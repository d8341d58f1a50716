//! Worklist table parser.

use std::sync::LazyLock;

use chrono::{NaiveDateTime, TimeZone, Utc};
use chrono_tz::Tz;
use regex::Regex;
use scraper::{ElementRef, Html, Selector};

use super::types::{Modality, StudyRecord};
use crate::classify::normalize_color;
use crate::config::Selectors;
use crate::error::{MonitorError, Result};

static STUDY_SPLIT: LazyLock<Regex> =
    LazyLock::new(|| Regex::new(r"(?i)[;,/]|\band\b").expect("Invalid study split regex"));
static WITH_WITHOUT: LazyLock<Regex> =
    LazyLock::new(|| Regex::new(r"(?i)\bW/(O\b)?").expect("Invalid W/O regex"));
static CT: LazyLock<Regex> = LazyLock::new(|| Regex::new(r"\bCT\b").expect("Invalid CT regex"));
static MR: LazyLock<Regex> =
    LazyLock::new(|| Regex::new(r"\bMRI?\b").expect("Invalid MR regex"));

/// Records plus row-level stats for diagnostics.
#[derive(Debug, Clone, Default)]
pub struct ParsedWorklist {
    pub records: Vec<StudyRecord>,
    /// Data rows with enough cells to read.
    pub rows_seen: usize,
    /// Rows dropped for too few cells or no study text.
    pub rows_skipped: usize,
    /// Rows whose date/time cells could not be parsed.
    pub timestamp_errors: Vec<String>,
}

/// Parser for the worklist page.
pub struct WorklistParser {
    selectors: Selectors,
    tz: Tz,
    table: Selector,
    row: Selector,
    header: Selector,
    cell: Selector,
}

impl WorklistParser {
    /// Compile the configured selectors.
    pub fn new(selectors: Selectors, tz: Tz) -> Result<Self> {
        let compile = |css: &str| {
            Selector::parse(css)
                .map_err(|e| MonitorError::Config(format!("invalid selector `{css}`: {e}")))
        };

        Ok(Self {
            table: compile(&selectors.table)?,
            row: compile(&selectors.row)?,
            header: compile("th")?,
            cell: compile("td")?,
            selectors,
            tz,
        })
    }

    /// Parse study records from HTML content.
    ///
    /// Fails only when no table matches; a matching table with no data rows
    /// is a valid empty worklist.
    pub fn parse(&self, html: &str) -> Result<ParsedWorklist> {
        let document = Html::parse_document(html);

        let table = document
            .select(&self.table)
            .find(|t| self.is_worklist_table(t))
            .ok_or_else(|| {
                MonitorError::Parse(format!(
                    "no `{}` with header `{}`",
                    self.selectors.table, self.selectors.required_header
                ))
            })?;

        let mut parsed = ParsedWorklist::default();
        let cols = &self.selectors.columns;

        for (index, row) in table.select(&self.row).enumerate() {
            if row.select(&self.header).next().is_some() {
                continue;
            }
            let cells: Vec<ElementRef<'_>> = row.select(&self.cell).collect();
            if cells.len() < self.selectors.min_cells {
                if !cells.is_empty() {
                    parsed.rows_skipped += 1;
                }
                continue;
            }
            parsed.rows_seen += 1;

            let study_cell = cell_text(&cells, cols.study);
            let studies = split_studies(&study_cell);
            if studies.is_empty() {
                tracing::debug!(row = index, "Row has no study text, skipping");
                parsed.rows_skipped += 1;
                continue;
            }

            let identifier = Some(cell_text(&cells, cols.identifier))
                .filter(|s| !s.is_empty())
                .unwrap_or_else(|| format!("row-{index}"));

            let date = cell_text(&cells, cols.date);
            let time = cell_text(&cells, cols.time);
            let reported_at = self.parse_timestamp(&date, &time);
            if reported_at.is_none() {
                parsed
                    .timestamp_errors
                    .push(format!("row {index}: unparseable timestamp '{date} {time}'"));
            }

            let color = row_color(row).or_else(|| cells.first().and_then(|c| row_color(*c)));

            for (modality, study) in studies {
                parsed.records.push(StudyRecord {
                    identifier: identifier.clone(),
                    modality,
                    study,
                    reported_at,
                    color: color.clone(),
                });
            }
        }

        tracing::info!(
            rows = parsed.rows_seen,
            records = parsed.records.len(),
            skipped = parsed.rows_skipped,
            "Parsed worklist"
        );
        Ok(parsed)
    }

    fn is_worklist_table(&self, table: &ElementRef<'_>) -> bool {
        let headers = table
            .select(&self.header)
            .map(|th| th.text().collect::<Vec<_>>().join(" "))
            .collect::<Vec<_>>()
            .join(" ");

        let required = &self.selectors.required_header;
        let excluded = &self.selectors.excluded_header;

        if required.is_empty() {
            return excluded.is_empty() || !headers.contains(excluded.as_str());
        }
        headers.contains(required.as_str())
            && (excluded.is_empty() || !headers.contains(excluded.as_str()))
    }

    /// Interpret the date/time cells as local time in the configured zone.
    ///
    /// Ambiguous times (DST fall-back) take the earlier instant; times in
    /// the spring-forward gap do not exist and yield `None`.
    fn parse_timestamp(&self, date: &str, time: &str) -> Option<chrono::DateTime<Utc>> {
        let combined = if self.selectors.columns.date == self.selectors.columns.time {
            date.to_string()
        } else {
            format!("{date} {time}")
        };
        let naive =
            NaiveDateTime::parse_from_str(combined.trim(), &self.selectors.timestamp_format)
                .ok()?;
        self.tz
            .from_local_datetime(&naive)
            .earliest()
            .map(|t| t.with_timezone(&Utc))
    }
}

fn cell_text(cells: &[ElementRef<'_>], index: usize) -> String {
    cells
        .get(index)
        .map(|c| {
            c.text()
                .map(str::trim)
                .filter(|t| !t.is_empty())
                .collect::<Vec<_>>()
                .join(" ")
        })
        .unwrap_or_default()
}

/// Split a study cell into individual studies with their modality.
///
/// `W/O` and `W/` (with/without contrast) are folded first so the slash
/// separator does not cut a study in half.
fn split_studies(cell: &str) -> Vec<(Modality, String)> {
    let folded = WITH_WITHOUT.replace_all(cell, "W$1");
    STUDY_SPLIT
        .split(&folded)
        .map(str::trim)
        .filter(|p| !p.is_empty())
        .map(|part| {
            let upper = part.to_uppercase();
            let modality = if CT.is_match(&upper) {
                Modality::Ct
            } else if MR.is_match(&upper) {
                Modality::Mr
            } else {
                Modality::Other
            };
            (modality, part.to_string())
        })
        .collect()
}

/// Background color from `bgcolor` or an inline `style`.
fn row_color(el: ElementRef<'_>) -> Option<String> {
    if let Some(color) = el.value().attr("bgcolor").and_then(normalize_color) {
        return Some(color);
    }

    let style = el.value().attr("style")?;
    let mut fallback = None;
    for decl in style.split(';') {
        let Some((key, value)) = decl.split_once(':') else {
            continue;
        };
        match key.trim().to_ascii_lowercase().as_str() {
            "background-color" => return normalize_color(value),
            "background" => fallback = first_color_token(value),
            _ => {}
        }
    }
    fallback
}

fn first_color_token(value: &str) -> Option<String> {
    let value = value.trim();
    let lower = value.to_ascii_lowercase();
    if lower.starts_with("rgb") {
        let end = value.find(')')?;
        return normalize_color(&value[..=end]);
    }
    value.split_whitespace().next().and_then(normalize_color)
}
---------------
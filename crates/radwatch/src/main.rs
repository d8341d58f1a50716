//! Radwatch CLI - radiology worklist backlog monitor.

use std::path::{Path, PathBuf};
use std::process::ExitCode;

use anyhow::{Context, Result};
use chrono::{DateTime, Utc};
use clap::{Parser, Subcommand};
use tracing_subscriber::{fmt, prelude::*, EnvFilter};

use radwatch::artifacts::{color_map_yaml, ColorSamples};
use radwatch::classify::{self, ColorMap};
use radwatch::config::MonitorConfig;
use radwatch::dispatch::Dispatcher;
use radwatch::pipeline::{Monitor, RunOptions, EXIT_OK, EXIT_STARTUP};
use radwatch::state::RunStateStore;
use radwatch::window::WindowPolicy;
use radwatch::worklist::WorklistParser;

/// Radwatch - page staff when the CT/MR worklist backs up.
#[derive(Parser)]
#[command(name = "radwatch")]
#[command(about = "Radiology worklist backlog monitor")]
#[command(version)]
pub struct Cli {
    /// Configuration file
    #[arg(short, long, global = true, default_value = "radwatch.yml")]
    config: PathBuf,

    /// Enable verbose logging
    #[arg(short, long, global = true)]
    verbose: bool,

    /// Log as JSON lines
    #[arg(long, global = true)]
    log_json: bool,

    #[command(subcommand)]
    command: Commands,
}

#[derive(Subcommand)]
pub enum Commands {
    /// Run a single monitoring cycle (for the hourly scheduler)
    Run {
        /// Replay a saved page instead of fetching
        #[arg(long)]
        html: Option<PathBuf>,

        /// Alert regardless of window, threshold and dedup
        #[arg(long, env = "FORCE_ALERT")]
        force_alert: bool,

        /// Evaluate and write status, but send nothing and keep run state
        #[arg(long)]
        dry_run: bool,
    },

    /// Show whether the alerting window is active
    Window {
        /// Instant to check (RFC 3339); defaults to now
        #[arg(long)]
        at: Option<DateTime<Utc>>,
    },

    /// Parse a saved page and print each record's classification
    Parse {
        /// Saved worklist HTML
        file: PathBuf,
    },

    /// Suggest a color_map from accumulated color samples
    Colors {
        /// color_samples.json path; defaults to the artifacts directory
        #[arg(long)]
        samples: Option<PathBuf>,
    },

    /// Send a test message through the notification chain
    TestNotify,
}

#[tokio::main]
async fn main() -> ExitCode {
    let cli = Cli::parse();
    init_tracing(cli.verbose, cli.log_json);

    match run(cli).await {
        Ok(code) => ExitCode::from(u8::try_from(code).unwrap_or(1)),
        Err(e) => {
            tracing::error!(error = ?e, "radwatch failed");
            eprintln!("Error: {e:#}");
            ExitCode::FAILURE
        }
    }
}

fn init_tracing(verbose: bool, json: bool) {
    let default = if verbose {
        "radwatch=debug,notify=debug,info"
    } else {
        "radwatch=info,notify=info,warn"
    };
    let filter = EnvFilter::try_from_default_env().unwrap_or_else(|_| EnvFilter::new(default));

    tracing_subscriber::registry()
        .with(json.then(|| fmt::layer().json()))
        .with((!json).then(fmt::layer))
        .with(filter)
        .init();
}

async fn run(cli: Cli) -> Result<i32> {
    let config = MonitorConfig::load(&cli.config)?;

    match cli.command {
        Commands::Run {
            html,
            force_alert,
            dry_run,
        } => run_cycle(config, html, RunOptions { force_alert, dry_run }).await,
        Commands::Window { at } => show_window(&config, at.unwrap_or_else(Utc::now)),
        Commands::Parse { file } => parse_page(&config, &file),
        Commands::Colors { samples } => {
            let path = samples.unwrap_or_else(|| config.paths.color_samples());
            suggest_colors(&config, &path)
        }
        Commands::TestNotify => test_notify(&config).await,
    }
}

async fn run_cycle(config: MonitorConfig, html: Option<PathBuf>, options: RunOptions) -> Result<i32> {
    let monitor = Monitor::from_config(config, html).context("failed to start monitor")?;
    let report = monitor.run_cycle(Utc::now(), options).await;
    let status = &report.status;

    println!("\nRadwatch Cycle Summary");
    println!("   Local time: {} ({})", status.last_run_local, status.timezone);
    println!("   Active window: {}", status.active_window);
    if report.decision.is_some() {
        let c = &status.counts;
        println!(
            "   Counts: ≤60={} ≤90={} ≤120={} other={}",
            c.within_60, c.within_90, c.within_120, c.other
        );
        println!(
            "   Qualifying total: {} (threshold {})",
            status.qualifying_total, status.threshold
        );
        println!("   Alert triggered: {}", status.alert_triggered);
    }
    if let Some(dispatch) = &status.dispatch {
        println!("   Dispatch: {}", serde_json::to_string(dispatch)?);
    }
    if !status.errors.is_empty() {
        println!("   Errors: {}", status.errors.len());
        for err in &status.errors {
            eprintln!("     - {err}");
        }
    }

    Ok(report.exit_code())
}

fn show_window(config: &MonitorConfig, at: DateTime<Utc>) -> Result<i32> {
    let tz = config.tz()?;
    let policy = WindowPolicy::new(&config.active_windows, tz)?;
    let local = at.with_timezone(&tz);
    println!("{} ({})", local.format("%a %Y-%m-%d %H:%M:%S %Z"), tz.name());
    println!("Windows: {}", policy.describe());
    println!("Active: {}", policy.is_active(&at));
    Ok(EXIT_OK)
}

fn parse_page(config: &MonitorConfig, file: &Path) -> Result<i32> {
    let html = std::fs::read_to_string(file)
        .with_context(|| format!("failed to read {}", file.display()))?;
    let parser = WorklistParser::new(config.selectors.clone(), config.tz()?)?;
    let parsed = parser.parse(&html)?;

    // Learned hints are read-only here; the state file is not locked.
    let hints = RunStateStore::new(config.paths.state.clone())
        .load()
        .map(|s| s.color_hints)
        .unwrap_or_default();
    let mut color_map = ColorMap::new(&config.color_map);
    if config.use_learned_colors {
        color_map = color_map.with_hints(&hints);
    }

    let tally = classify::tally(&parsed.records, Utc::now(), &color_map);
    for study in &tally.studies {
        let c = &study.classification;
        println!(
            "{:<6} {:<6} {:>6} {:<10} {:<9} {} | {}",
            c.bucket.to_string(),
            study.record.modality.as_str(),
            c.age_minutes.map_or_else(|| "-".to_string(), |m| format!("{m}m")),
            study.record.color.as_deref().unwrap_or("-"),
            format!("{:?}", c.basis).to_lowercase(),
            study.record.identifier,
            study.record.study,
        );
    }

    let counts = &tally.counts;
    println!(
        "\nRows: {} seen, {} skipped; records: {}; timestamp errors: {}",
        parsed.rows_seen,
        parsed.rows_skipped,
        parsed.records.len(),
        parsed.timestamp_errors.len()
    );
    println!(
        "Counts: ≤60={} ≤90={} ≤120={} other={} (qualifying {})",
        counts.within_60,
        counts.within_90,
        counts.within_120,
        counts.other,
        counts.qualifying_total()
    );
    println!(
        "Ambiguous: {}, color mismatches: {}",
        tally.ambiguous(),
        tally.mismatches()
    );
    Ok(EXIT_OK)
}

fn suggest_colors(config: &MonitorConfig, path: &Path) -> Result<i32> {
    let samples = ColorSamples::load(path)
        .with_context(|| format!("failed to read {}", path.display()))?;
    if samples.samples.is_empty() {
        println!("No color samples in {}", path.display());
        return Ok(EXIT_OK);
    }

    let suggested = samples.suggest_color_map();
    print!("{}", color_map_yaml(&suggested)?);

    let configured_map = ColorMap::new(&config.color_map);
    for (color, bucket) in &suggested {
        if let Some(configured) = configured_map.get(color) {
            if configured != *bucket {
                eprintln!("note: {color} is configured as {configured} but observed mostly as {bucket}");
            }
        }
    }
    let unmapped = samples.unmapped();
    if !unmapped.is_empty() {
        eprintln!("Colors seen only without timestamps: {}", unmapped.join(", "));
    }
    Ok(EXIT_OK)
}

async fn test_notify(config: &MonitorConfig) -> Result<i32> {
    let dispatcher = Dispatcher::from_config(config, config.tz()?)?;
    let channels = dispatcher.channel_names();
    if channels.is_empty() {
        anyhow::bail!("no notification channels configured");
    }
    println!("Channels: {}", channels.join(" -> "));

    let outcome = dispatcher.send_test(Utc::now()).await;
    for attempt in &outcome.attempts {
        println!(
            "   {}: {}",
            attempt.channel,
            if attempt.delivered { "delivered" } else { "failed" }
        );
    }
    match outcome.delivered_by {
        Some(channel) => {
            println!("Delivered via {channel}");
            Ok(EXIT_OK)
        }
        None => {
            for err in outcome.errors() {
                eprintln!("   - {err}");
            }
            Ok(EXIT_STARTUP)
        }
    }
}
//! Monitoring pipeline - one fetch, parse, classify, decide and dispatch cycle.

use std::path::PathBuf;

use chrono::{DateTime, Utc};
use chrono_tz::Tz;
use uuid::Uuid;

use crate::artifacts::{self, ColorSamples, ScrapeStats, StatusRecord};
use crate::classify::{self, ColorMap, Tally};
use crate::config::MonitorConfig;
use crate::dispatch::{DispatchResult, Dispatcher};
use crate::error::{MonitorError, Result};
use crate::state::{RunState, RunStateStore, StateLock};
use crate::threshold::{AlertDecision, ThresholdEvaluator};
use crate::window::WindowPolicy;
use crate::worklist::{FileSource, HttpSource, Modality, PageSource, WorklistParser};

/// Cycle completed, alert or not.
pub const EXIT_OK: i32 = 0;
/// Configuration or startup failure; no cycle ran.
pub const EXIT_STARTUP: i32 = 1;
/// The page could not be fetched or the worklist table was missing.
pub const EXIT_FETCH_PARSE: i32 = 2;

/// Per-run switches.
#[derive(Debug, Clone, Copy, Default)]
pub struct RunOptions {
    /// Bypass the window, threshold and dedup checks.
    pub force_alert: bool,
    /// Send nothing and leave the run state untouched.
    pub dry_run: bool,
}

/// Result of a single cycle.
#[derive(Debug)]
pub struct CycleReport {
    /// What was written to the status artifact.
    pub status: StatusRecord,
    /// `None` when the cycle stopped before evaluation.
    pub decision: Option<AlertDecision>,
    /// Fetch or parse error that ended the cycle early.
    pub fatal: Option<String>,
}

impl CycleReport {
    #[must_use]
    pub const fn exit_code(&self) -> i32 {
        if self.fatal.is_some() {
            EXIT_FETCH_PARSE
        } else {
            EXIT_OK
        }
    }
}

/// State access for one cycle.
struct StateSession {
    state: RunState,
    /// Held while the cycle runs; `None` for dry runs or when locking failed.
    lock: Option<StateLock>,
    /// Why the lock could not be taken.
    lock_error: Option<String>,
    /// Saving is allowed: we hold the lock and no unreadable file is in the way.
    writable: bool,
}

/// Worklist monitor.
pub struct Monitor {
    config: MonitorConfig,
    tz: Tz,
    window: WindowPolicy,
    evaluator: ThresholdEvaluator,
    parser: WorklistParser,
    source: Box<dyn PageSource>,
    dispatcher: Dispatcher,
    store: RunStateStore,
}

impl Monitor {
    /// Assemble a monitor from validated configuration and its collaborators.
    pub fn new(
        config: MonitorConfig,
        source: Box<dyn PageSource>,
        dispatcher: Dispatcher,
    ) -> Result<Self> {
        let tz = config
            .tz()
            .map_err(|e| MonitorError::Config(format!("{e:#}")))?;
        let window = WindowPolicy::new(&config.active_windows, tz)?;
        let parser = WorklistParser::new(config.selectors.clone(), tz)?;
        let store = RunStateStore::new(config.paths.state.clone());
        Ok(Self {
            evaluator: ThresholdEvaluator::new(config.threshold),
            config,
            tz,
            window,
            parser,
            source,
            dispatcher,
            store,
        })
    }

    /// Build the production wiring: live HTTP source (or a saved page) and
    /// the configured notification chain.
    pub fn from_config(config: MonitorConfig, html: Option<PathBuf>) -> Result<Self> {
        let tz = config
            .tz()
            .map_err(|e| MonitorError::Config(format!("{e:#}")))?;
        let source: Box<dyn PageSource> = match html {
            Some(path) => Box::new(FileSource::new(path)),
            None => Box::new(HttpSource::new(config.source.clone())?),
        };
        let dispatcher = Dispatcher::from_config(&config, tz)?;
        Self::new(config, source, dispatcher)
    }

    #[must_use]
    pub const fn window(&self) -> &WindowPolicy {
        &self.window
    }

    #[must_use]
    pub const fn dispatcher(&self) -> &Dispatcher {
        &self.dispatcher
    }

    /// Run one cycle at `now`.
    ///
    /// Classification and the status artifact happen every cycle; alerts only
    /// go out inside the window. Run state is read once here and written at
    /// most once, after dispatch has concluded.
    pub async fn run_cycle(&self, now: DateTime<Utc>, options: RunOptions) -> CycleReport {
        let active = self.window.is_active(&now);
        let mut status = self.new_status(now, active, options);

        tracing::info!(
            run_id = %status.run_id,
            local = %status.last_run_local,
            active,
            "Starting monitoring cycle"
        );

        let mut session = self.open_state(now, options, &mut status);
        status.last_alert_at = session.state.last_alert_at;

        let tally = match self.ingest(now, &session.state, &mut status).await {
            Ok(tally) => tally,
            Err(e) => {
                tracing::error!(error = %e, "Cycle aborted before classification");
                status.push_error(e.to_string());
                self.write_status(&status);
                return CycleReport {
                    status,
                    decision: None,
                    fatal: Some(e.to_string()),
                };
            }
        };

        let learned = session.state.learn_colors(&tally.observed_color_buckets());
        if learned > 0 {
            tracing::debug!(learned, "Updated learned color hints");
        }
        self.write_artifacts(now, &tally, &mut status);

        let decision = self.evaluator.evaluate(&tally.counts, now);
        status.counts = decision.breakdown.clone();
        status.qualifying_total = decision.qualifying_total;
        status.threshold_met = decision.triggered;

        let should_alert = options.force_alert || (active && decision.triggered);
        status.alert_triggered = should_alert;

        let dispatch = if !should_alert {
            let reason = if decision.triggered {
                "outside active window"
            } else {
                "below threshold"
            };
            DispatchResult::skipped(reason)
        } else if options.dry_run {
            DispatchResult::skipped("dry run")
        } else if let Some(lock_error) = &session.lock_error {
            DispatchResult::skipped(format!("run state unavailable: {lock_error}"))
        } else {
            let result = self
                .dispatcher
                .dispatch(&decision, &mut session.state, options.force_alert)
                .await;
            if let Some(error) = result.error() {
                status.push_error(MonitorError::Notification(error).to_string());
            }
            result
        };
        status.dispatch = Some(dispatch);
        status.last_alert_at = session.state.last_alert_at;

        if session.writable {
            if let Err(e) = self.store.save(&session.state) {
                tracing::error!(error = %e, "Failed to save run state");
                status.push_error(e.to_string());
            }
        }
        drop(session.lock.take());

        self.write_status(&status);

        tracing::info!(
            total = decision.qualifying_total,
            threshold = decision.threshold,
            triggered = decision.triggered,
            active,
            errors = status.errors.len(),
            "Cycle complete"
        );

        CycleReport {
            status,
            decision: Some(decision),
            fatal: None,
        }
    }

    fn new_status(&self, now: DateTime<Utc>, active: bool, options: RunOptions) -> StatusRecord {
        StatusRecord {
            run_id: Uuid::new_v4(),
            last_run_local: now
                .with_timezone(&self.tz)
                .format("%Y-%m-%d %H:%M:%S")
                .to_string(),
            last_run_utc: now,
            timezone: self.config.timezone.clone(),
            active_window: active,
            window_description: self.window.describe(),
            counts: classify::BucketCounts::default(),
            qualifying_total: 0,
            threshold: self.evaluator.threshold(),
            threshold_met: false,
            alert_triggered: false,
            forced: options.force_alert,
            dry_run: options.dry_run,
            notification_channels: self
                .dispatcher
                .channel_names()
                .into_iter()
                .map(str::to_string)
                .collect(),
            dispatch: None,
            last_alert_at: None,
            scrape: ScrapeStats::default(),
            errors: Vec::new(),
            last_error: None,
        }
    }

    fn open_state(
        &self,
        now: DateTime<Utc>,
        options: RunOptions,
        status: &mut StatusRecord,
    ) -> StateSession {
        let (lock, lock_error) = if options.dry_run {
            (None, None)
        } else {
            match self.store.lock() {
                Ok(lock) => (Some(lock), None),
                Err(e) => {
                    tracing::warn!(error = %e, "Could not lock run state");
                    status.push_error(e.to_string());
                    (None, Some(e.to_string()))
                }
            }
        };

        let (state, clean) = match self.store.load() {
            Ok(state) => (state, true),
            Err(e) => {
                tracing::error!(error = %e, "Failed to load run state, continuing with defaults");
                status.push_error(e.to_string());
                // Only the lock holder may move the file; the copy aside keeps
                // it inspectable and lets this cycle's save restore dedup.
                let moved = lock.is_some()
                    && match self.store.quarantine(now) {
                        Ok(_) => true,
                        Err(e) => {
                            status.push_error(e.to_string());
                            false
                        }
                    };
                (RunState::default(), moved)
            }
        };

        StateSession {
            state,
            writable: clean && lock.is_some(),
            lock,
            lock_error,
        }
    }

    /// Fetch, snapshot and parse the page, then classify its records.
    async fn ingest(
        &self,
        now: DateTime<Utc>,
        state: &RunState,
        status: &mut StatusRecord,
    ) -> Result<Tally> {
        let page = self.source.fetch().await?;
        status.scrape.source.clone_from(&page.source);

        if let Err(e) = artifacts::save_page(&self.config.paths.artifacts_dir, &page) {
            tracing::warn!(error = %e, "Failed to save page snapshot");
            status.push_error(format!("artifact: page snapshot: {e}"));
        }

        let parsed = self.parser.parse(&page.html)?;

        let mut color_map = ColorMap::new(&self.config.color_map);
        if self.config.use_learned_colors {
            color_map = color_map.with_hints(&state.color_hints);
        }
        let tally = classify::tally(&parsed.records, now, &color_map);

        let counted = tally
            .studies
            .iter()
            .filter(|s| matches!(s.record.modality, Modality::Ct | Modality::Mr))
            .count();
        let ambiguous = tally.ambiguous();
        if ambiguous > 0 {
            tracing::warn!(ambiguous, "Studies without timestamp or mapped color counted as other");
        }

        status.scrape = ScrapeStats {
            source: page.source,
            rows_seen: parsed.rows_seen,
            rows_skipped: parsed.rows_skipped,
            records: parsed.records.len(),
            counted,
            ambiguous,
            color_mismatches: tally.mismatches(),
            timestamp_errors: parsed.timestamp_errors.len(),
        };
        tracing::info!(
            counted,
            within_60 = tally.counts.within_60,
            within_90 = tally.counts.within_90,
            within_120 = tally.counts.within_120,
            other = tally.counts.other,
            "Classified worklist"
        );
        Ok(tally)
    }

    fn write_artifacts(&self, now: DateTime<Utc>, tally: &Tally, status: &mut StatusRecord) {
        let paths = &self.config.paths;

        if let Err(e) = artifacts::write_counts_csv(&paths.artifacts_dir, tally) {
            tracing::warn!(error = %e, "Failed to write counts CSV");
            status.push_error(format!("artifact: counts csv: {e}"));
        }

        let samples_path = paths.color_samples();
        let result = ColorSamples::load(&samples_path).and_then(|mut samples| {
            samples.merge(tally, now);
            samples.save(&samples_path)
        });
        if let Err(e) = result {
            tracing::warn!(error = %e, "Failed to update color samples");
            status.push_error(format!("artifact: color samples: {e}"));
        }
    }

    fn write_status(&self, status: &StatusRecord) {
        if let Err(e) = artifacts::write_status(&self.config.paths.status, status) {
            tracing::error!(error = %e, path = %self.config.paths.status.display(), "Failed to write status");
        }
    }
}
---------------
> REQUIREMENT
Across the records, count the lines that contain the word "impl" and give that figure alone.

> FINISHED EXERCISE
3